Couchepin Pascal · Bundesrat · 2003-06-16
Couchepin Pascal · Bundesrat · Wallis · 2003-06-16
Wortprotokoll
Comme tous les offices de la Confédération, l'Office fédéral de la culture doit contribuer à atteindre les objectifs en matière d'économies fixés par le Conseil fédéral. Dans le cadre du programme d'allègement 2003, le budget et le plan financier de l'office devront être réduits de 4 millions de francs en 2004, de 7,3 millions de francs en 2005 et de 11,5 millions de francs chaque année pour 2006 et 2007. Dans ces limites, l'Office fédéral de la culture devra compenser l'ensemble des dépenses nouvelles ou plus élevées. Des négociations à ce sujet sont en cours. Le Conseil fédéral arrêtera le budget 2004 et le plan financier 2005-2007 dans le courant du mois d'août.

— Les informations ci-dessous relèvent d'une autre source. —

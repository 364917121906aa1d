//! Main application state wired to the recorder service

use std::sync::Arc;
use std::time::Duration;

use chrono::{DateTime, Local};
use eeg_core::{DeviceBackend, DeviceLink, RecorderConfig, RecorderResult, Sample};
use eeg_simulation::{HeadbandConfig, RhythmProfile, SimulatedHeadband};
use tokio::sync::broadcast::error::TryRecvError;
use tokio::sync::{broadcast, watch};
use tracing::{info, warn};

use crate::recorder_service::{
    start_recorder_service, Notice, RecorderChannels, RecorderHandle, ServiceStatus,
};
use crate::ui::{ControlPanel, NoticeWindow, PlotData, SimulatorPanel, UIState};

/// How long to wait for in-flight pulls when the window closes
const SHUTDOWN_GRACE: Duration = Duration::from_millis(500);

/// Main application state
pub struct RecorderApp {
    // Service handles
    handle: RecorderHandle,
    status: watch::Receiver<ServiceStatus>,
    notices: broadcast::Receiver<Notice>,
    samples: broadcast::Receiver<Sample>,

    // Tokio runtime for the service tasks; taken on drop
    runtime: Option<tokio::runtime::Runtime>,

    /// Present when running against the simulated headband
    headband: Option<SimulatedHeadband>,

    // UI state - public for the ui module
    pub ui_state: UIState,
    pub plot_data: PlotData,

    pub config: RecorderConfig,
    pub started_at: DateTime<Local>,
}

impl RecorderApp {
    /// Create the application and start the recorder service
    pub fn new(config: RecorderConfig) -> anyhow::Result<Self> {
        let runtime = tokio::runtime::Runtime::new()
            .map_err(|e| anyhow::anyhow!("Failed to create tokio runtime: {}", e))?;

        let (link, headband) = build_device_link(&config)?;

        let RecorderChannels {
            handle,
            status,
            notices,
            samples,
            ..
        } = runtime.block_on(async { start_recorder_service(config.clone(), link) })?;

        info!("Recorder ready, waiting for {} stream", config.stream_type);

        Ok(RecorderApp {
            handle,
            status,
            notices,
            samples,
            runtime: Some(runtime),
            headband,
            ui_state: UIState::new(),
            plot_data: PlotData::new(config.channel_labels.clone()),
            config,
            started_at: Local::now(),
        })
    }

    /// Drain service output (called every frame)
    fn update_data(&mut self) {
        loop {
            match self.notices.try_recv() {
                Ok(notice) => self.ui_state.pending_notices.push_back(notice),
                Err(TryRecvError::Lagged(skipped)) => {
                    warn!("Dropped {} notices", skipped);
                }
                Err(_) => break,
            }
        }

        loop {
            match self.samples.try_recv() {
                Ok(sample) => self.plot_data.add_sample(&sample),
                Err(TryRecvError::Lagged(_)) => continue,
                Err(_) => break,
            }
        }
    }

    /// Latest published recorder status
    pub fn status(&self) -> ServiceStatus {
        self.status.borrow().clone()
    }

    /// Mirror the participant field into the session
    pub fn set_participant(&mut self, participant_id: &str) {
        let result = self.handle.set_participant(participant_id);
        self.report(result);
    }

    pub fn toggle_segment(&mut self, key: &str) {
        let status = self.status();
        if !status.recorder.is_recording() {
            // Fresh trace for each new segment
            self.plot_data.clear();
        }
        let result = self.handle.toggle_segment(key);
        self.report(result);
    }

    /// Ask the operator for a new output folder
    pub fn choose_output_dir(&mut self) {
        let current = self.status().output_dir;
        if let Some(dir) = rfd::FileDialog::new()
            .set_title("Choose output folder")
            .set_directory(&current)
            .pick_folder()
        {
            let result = self.handle.set_output_dir(dir);
            self.report(result);
        }
    }

    /// Keep the latest refused request visible until one goes through
    fn report(&mut self, result: RecorderResult<()>) {
        self.ui_state.last_error = result.err().map(|e| e.to_string());
    }

    pub fn headband(&self) -> Option<&SimulatedHeadband> {
        self.headband.as_ref()
    }

    pub fn set_headband_power(&mut self, on: bool) {
        if let Some(headband) = &self.headband {
            headband.set_powered(on);
        }
    }

    pub fn set_headband_profile(&mut self, profile: RhythmProfile) {
        if let Some(headband) = &self.headband {
            headband.set_profile(profile);
        }
        self.ui_state.selected_profile = profile;
    }
}

impl Drop for RecorderApp {
    fn drop(&mut self) {
        if let Err(e) = self.handle.shutdown() {
            warn!("Recorder did not take the shutdown request: {}", e);
        }
        if let Some(runtime) = self.runtime.take() {
            runtime.shutdown_timeout(SHUTDOWN_GRACE);
        }
    }
}

/// Pick the device backend named by the configuration
fn build_device_link(
    config: &RecorderConfig,
) -> RecorderResult<(Arc<dyn DeviceLink>, Option<SimulatedHeadband>)> {
    if config.backend == DeviceBackend::Lsl {
        #[cfg(feature = "lsl")]
        {
            info!("Using Lab Streaming Layer backend");
            return Ok((Arc::new(crate::lsl_link::LslLink::default()), None));
        }
        #[cfg(not(feature = "lsl"))]
        warn!("Built without the lsl feature, falling back to the simulated headband");
    }

    let mut headband_config = HeadbandConfig {
        stream_type: config.stream_type.clone(),
        ..Default::default()
    };
    headband_config.eeg.channel_count = config.channel_labels.len();
    let headband = SimulatedHeadband::new(headband_config)?;
    info!("Using simulated headband {}", headband.descriptor().name);

    Ok((Arc::new(headband.clone()), Some(headband)))
}

impl eframe::App for RecorderApp {
    fn update(&mut self, ctx: &egui::Context, _frame: &mut eframe::Frame) {
        self.update_data();

        // Keep the stopwatch and preview moving
        ctx.request_repaint_after(Duration::from_millis(50));

        let status = self.status();

        egui::TopBottomPanel::top("top_panel").show(ctx, |ui| {
            egui::menu::bar(ui, |ui| {
                ui.menu_button("View", |ui| {
                    ui.checkbox(&mut self.ui_state.show_preview, "Show Preview");
                    if self.headband.is_some() {
                        ui.checkbox(&mut self.ui_state.show_simulator, "Show Simulator");
                    }
                });

                ui.separator();

                let (color, text) = if status.recorder.is_recording() {
                    (egui::Color32::RED, "● RECORDING")
                } else if status.recorder.connected() {
                    (egui::Color32::GREEN, "● CONNECTED")
                } else {
                    (egui::Color32::GRAY, "● WAITING")
                };
                ui.colored_label(color, text);

                ui.separator();
                ui.label(format!("Session started {}", self.started_at.format("%H:%M:%S")));
            });
        });

        egui::SidePanel::left("control_panel")
            .resizable(false)
            .default_width(280.0)
            .show(ctx, |ui| {
                ControlPanel::show(ui, self, &status);

                if self.ui_state.show_simulator && self.headband.is_some() {
                    ui.separator();
                    SimulatorPanel::show(ui, self);
                }
            });

        egui::CentralPanel::default().show(ctx, |ui| {
            if self.ui_state.show_preview {
                self.plot_data.show_plot(ui, &self.ui_state, status.recorder.is_recording());
            } else {
                ui.centered_and_justified(|ui| {
                    ui.label("Preview hidden");
                });
            }
        });

        NoticeWindow::show(ctx, &mut self.ui_state);
    }
}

L'encouragement au cinéma sera développé, bien que dans une mesure moindre que prévue. Il s'agit là d'un domaine envers lequel la Confédération assume une responsabilité primaire. Dans la perspective de la nouvelle loi sur l'encouragement de la culture, les projets en voie d'élaboration combleront des lacunes manifestes. Ils sont en gestation depuis longtemps ou conçus en tant que projets pilotes. Il s'agit de domaines comme la danse, la sécurité sociale des créateurs culturels ou l'art utilisant les nouvelles formes technologiques.
En ces temps financièrement difficiles, le développement des domaines définis comme prioritaires ne peut être compensé que par des réductions dans d'autres secteurs. L'Office fédéral de la culture a soigneusement examiné cette situation. A côté de petites corrections qu'il sera nécessaire d'apporter, la réduction la plus sensible affectera en effet le domaine "Patrimoine culturel et monuments historiques". Il [PAGE 1015] s'agit ici d'un domaine dans lequel la Confédération n'est engagée que subsidiairement. Cela signifie qu'elle fournit un apport aux moyens mis à disposition par les institutions, les personnes privées et les cantons. La constitution souligne ici clairement la responsabilité primaire des cantons.
Avec vous, le Conseil fédéral regrette ces réductions. Il est conscient que l'alternative réside soit dans un report de charges sur les cantons, ce qui semble difficile, soit dans le renvoi des projets de restauration à une date ultérieure. Vu la situation actuelle des finances fédérales cependant, la Confédération ne peut éviter de prendre des décisions à la fois délicates et parfois impopulaires.